Each record below must be returned exactly as shown.

☆ ☆ ☆

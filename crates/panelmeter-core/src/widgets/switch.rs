//! Slide on/off switch.
//!
//! The thumb snaps between the two ends of the track; the off state dims
//! the thumb color instead of swapping it out.

use embedded_graphics::pixelcolor::Rgb565;

use crate::ui::gfx::{alpha_blend, Datum, FontId, Rect};
use crate::ui::widget::{Widget, WidgetCore};
use crate::ui::{palette, Clock, Gfx, TouchDigitizer, Ui, UiEvent, WidgetTag};

pub struct SlideSwitch {
    core: WidgetCore,
    thumb_travel: i32,
    thumb_start: i32,
    thumb_width: i32,
    thumb_height: i32,
    thumb_y: i32,
    is_on: bool,
}

impl SlideSwitch {
    pub fn new() -> Self {
        Self {
            core: WidgetCore::new(),
            thumb_travel: 0,
            thumb_start: 0,
            thumb_width: 0,
            thumb_height: 0,
            thumb_y: 0,
            is_on: false,
        }
    }

    pub fn init(
        &mut self,
        rect: Rect,
        border: Rgb565,
        thumb: Rgb565,
        text: Rgb565,
        border_width: i32,
        font: FontId,
    ) {
        self.core.rect = rect;
        self.core.colors.border = border;
        self.core.colors.thumb = thumb;
        self.core.colors.text = text;
        self.core.colors.fill = alpha_blend(128, border, palette::BLACK);
        self.core.border_width = border_width;
        self.core.font = font;
        self.core.label_datum = Datum::TopCentre;
        self.is_on = false;
        self.core.last_pressed = false;

        let bw = border_width;
        self.thumb_y = rect.y + bw + 2;
        self.thumb_width = rect.h - bw * 2;
        self.thumb_height = self.thumb_width - 4;
        self.thumb_travel = rect.w - self.thumb_width - bw * 2 - 4;
        self.thumb_start = rect.x + self.thumb_width / 2 + bw + 2;
    }

    #[allow(clippy::too_many_arguments)]
    pub fn init_center(
        &mut self,
        cx: i32,
        cy: i32,
        w: i32,
        h: i32,
        border: Rgb565,
        thumb: Rgb565,
        text: Rgb565,
        border_width: i32,
        font: FontId,
    ) {
        self.init(
            Rect::new(cx - w / 2, cy - h / 2, w, h),
            border,
            thumb,
            text,
            border_width,
            font,
        );
    }

    pub fn set_action(&mut self, tag: WidgetTag) {
        self.core.tag = Some(tag);
    }

    pub fn set_label(&mut self, label: &str) {
        self.core.set_label(label);
    }

    pub fn is_on(&self) -> bool {
        self.is_on
    }

    pub fn set_state(&mut self, gfx: &mut impl Gfx, on: bool, redraw: bool) {
        self.is_on = on;
        self.core.checked = on;
        if redraw {
            self.draw(gfx, on, true);
        }
    }

    fn draw(&mut self, gfx: &mut impl Gfx, on: bool, draw_border: bool) {
        if !self.core.can_draw() {
            return;
        }
        let (border_c, thumb_c, text_c, fill_c) = if self.core.active {
            let thumb_c = if on {
                self.core.colors.thumb
            } else {
                alpha_blend(120, self.core.colors.thumb, palette::BLACK)
            };
            (
                self.core.colors.border,
                thumb_c,
                self.core.colors.text,
                self.core.colors.fill,
            )
        } else {
            (
                palette::DARK_GREY,
                palette::DARK_GREY,
                palette::DARK_GREY,
                palette::BLACK,
            )
        };

        let r = self.core.rect;
        let bw = self.core.border_width;
        let radius = r.w.min(r.h) / 4;
        if bw > 0 && draw_border {
            for i in 0..bw {
                gfx.draw_round_rect(r.inset(i), radius, border_c);
            }
        }
        gfx.fill_round_rect(r.inset(bw), radius - bw, fill_c);

        let delta = if on { self.thumb_travel } else { 0 };
        let knob_x = self.thumb_start + delta - self.thumb_width / 2;
        let knob_cx = knob_x + self.thumb_width / 2;
        gfx.fill_round_rect(
            Rect::new(knob_x, self.thumb_y, self.thumb_width, self.thumb_height),
            radius,
            thumb_c,
        );
        // grip grooves
        let groove_y = self.thumb_y + 3;
        let groove_len = self.thumb_height - 6;
        gfx.draw_vline(knob_cx - 5, groove_y, groove_len, border_c);
        gfx.draw_vline(knob_cx, groove_y, groove_len, border_c);
        gfx.draw_vline(knob_cx + 5, groove_y, groove_len, border_c);

        if self.core.label.is_empty() {
            return;
        }
        let (cx, cy) = r.center();
        match self.core.label_datum {
            Datum::TopCentre => gfx.draw_text(
                &self.core.label,
                cx + self.core.label_dx,
                r.y + self.core.label_dy - 2,
                self.core.font,
                Datum::BottomCentre,
                text_c,
                Some(palette::BLACK),
            ),
            Datum::BottomCentre => gfx.draw_text(
                &self.core.label,
                cx + self.core.label_dx,
                r.y + self.core.label_dy + r.h + 2,
                self.core.font,
                Datum::TopCentre,
                text_c,
                Some(palette::BLACK),
            ),
            datum => gfx.draw_text(
                &self.core.label,
                r.x + self.core.label_dx,
                cy + self.core.label_dy,
                self.core.font,
                datum,
                text_c,
                Some(palette::BLACK),
            ),
        }
    }
}

impl Default for SlideSwitch {
    fn default() -> Self {
        Self::new()
    }
}

impl Widget for SlideSwitch {
    fn core(&self) -> &WidgetCore {
        &self.core
    }

    fn core_mut(&mut self) -> &mut WidgetCore {
        &mut self.core
    }

    fn redraw<G: Gfx, T: TouchDigitizer, C: Clock>(&mut self, ui: &mut Ui<G, T, C>, active: bool) {
        self.core.active = active;
        let on = self.is_on;
        self.draw(&mut ui.gfx, on, true);
    }

    fn check_pressed<G: Gfx, T: TouchDigitizer, C: Clock>(
        &mut self,
        ui: &mut Ui<G, T, C>,
        wait_released: bool,
    ) -> bool {
        if !self.core.enabled {
            return false;
        }
        let snap = ui.touch.snapshot();
        if self.core.accepts_touch() && snap.pressed && self.core.contains(snap.x, snap.y) {
            if !self.core.last_pressed {
                let state = !self.is_on;
                self.set_state(&mut ui.gfx, state, true);
                if let Some(tag) = self.core.tag {
                    ui.events.push(UiEvent::Toggled { tag, on: state });
                }
            }
            self.core.last_pressed = true;
            ui.clock.delay_ms(20); // debounce
            if wait_released {
                ui.touch.wait_released(&ui.clock);
                self.core.last_pressed = false;
            }
        } else {
            self.core.last_pressed = false;
        }
        self.is_on
    }
}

☆ ☆ ☆

- _SOLVED PROBLEM_
filename crates/panelmeter-core/src/widgets/switch.rs
//! Slide on/off switch.
//!
//! The thumb snaps between the two ends of the track; the off state dims
//! the thumb color instead of swapping it out.

use embedded_graphics::pixelcolor::Rgb565;

use crate::ui::gfx::{alpha_blend, Datum, FontId, Rect};
use crate::ui::widget::{Widget, WidgetCore};
use crate::ui::{palette, Clock, Gfx, TouchDigitizer, Ui, UiEvent, WidgetTag};

pub struct SlideSwitch {
    core: WidgetCore,
    thumb_travel: i32,
    thumb_start: i32,
    thumb_width: i32,
    thumb_height: i32,
    thumb_y: i32,
    is_on: bool,
}

impl SlideSwitch {
    pub fn new() -> Self {
        Self {
            core: WidgetCore::new(),
            thumb_travel: 0,
            thumb_start: 0,
            thumb_width: 0,
            thumb_height: 0,
            thumb_y: 0,
            is_on: false,
        }
    }

    pub fn init(
        &mut self,
        rect: Rect,
        border: Rgb565,
        thumb: Rgb565,
        text: Rgb565,
        border_width: i32,
        font: FontId,
    ) {
        self.core.rect = rect;
        self.core.colors.border = border;
        self.core.colors.thumb = thumb;
        self.core.colors.text = text;
        self.core.colors.fill = alpha_blend(128, border, palette::BLACK);
        self.core.border_width = border_width;
        self.core.font = font;
        self.core.label_datum = Datum::TopCentre;
        self.is_on = false;
        self.core.last_pressed = false;

        let bw = border_width;
        self.thumb_y = rect.y + bw + 2;
        self.thumb_width = rect.h - bw * 2;
        self.thumb_height = self.thumb_width - 4;
        self.thumb_travel = rect.w - self.thumb_width - bw * 2 - 4;
        self.thumb_start = rect.x + self.thumb_width / 2 + bw + 2;
    }

    #[allow(clippy::too_many_arguments)]
    pub fn init_center(
        &mut self,
        cx: i32,
        cy: i32,
        w: i32,
        h: i32,
        border: Rgb565,
        thumb: Rgb565,
        text: Rgb565,
        border_width: i32,
        font: FontId,
    ) {
        self.init(
            Rect::new(cx - w / 2, cy - h / 2, w, h),
            border,
            thumb,
            text,
            border_width,
            font,
        );
    }

    pub fn set_action(&mut self, tag: WidgetTag) {
        self.core.tag = Some(tag);
    }

    pub fn set_label(&mut self, label: &str) {
        self.core.set_label(label);
    }

    pub fn is_on(&self) -> bool {
        self.is_on
    }

    pub fn set_state(&mut self, gfx: &mut impl Gfx, on: bool, redraw: bool) {
        self.is_on = on;
        self.core.checked = on;
        if redraw {
            self.draw(gfx, on, true);
        }
    }

    fn draw(&mut self, gfx: &mut impl Gfx, on: bool, draw_border: bool) {
        if !self.core.can_draw() {
            return;
        }
        let (border_c, thumb_c, text_c, fill_c) = if self.core.active {
            let thumb_c = if on {
                self.core.colors.thumb
            } else {
                alpha_blend(120, self.core.colors.thumb, palette::BLACK)
            };
            (
                self.core.colors.border,
                thumb_c,
                self.core.colors.text,
                self.core.colors.fill,
            )
        } else {
            (
                palette::DARK_GREY,
                palette::DARK_GREY,
                palette::DARK_GREY,
                palette::BLACK,
            )
        };

        let r = self.core.rect;
        let bw = self.core.border_width;
        let radius = r.w.min(r.h) / 4;
        if bw > 0 && draw_border {
            for i in 0..bw {
                gfx.draw_round_rect(r.inset(i), radius, border_c);
            }
        }
        gfx.fill_round_rect(r.inset(bw), radius - bw, fill_c);

        let delta = if on { self.thumb_travel } else { 0 };
        let knob_x = self.thumb_start + delta - self.thumb_width / 2;
        let knob_cx = knob_x + self.thumb_width / 2;
        gfx.fill_round_rect(
            Rect::new(knob_x, self.thumb_y, self.thumb_width, self.thumb_height),
            radius,
            thumb_c,
        );
        // grip grooves
        let groove_y = self.thumb_y + 3;
        let groove_len = self.thumb_height - 6;
        gfx.draw_vline(knob_cx - 5, groove_y, groove_len, border_c);
        gfx.draw_vline(knob_cx, groove_y, groove_len, border_c);
        gfx.draw_vline(knob_cx + 5, groove_y, groove_len, border_c);

        if self.core.label.is_empty() {
            return;
        }
        let (cx, cy) = r.center();
        match self.core.label_datum {
            Datum::TopCentre => gfx.draw_text(
                &self.core.label,
                cx + self.core.label_dx,
                r.y + self.core.label_dy - 2,
                self.core.font,
                Datum::BottomCentre,
                text_c,
                Some(palette::BLACK),
            ),
            Datum::BottomCentre => gfx.draw_text(
                &self.core.label,
                cx + self.core.label_dx,
                r.y + self.core.label_dy + r.h + 2,
                self.core.font,
                Datum::TopCentre,
                text_c,
                Some(palette::BLACK),
            ),
            datum => gfx.draw_text(
                &self.core.label,
                r.x + self.core.label_dx,
                cy + self.core.label_dy,
                self.core.font,
                datum,
                text_c,
                Some(palette::BLACK),
            ),
        }
    }
}

impl Default for SlideSwitch {
    fn default() -> Self {
        Self::new()
    }
}

impl Widget for SlideSwitch {
    fn core(&self) -> &WidgetCore {
        &self.core
    }

    fn core_mut(&mut self) -> &mut WidgetCore {
        &mut self.core
    }

    fn redraw<G: Gfx, T: TouchDigitizer, C: Clock>(&mut self, ui: &mut Ui<G, T, C>, active: bool) {
        self.core.active = active;
        let on = self.is_on;
        self.draw(&mut ui.gfx, on, true);
    }

    fn check_pressed<G: Gfx, T: TouchDigitizer, C: Clock>(
        &mut self,
        ui: &mut Ui<G, T, C>,
        wait_released: bool,
    ) -> bool {
        if !self.core.enabled {
            return false;
        }
        let snap = ui.touch.snapshot();
        if self.core.accepts_touch() && snap.pressed && self.core.contains(snap.x, snap.y) {
            if !self.core.last_pressed {
                let state = !self.is_on;
                self.set_state(&mut ui.gfx, state, true);
                if let Some(tag) = self.core.tag {
                    ui.events.push(UiEvent::Toggled { tag, on: state });
                }
            }
            self.core.last_pressed = true;
            ui.clock.delay_ms(20); // debounce
            if wait_released {
                ui.touch.wait_released(&ui.clock);
                self.core.last_pressed = false;
            }
        } else {
            self.core.last_pressed = false;
        }
        self.is_on
    }
}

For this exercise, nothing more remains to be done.